Return every line from the records below in which the word "warn" is found.

# [Given data]
◆ ◆ ◆ ◆ ◆ ◆ ◆

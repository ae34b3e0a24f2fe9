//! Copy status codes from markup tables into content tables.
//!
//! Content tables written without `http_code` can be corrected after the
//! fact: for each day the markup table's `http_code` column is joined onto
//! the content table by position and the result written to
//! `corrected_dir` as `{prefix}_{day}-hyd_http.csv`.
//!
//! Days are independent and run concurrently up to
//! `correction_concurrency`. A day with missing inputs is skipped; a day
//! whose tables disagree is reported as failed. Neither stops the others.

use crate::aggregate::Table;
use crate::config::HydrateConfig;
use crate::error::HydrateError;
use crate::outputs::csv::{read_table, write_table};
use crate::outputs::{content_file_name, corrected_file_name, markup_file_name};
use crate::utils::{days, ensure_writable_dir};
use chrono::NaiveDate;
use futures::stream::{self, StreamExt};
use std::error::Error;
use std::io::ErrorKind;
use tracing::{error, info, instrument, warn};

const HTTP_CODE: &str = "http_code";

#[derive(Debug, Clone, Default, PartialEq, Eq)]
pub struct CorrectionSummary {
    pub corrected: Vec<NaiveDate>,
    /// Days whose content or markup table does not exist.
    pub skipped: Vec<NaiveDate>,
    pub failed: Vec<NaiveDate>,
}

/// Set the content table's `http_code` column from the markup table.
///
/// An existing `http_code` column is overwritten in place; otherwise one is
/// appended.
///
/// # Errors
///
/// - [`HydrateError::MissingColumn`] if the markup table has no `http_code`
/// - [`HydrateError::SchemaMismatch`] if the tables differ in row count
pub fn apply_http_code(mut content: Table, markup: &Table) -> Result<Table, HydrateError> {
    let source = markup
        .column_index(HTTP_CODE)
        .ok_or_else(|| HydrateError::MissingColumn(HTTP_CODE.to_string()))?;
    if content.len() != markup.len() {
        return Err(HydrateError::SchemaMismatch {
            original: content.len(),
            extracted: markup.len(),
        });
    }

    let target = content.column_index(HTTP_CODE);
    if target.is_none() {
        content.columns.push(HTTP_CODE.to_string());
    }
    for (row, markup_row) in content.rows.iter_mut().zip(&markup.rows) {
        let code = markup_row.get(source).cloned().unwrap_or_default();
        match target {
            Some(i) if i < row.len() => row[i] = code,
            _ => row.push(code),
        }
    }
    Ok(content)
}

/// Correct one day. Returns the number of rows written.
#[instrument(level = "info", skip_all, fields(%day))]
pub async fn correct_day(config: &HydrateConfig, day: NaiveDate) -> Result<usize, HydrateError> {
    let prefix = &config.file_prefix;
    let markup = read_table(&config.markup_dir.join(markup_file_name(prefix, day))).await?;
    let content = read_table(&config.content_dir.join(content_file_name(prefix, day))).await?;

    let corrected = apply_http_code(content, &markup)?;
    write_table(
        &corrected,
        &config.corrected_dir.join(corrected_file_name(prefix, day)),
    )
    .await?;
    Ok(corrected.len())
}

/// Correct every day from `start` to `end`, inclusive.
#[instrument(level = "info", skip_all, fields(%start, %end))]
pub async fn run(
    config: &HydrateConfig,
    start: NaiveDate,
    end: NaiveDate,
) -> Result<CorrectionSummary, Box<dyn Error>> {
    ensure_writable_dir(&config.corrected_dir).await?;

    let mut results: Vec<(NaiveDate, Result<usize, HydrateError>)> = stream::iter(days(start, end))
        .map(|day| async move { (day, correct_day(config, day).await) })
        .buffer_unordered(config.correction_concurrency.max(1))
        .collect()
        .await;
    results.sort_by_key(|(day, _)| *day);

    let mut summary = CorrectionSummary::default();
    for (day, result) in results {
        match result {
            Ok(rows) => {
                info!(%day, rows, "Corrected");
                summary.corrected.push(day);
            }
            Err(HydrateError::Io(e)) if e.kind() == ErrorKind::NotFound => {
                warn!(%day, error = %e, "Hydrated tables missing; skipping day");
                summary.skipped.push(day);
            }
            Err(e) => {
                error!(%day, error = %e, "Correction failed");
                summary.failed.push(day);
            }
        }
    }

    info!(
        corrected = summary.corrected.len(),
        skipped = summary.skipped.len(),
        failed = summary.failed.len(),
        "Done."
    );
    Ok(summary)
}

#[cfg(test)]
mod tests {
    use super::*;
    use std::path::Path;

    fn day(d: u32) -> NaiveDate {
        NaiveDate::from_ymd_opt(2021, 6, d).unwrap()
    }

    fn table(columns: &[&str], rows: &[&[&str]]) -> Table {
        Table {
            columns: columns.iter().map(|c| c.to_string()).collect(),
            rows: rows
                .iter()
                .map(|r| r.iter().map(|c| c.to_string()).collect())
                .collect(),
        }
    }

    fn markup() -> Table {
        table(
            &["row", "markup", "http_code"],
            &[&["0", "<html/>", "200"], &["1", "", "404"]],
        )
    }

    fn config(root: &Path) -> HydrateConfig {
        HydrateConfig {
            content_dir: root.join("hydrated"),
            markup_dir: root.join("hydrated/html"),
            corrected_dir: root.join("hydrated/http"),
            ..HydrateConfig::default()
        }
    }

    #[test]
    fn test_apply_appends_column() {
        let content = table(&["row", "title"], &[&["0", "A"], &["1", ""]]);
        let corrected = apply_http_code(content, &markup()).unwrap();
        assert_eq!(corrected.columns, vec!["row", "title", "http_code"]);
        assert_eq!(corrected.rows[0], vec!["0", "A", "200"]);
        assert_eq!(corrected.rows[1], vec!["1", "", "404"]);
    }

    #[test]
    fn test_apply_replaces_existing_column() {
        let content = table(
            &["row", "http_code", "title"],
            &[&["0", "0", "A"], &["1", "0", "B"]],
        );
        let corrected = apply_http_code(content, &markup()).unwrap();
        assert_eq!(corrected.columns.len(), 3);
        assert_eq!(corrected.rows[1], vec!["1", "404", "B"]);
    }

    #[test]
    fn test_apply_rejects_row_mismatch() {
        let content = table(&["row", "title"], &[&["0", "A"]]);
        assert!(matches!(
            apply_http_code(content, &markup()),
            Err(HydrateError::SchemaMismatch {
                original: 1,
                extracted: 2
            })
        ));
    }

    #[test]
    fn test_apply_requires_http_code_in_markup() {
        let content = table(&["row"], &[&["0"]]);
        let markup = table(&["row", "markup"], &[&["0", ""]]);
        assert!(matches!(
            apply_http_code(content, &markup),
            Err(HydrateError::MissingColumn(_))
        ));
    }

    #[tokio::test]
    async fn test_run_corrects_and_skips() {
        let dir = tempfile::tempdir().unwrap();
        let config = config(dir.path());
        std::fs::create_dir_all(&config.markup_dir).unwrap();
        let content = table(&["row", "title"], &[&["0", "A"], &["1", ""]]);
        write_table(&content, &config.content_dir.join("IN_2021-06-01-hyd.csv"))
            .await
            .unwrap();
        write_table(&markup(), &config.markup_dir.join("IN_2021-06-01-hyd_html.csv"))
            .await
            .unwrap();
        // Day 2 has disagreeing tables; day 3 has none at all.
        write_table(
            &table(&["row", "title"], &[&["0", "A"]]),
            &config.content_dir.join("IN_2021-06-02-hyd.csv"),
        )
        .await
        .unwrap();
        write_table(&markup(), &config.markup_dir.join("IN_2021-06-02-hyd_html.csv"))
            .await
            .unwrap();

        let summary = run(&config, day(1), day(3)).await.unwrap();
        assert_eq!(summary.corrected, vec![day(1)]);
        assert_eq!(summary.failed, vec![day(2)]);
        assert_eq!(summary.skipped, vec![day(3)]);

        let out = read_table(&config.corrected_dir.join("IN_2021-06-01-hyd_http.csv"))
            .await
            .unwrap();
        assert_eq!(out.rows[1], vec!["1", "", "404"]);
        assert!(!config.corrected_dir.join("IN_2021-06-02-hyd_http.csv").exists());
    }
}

◆ ◆ ◆ ◆ ◆ ◆ ◆

# [Response for this exercise]
use tracing::{error, info, instrument, warn};
                warn!(%day, error = %e, "Hydrated tables missing; skipping day");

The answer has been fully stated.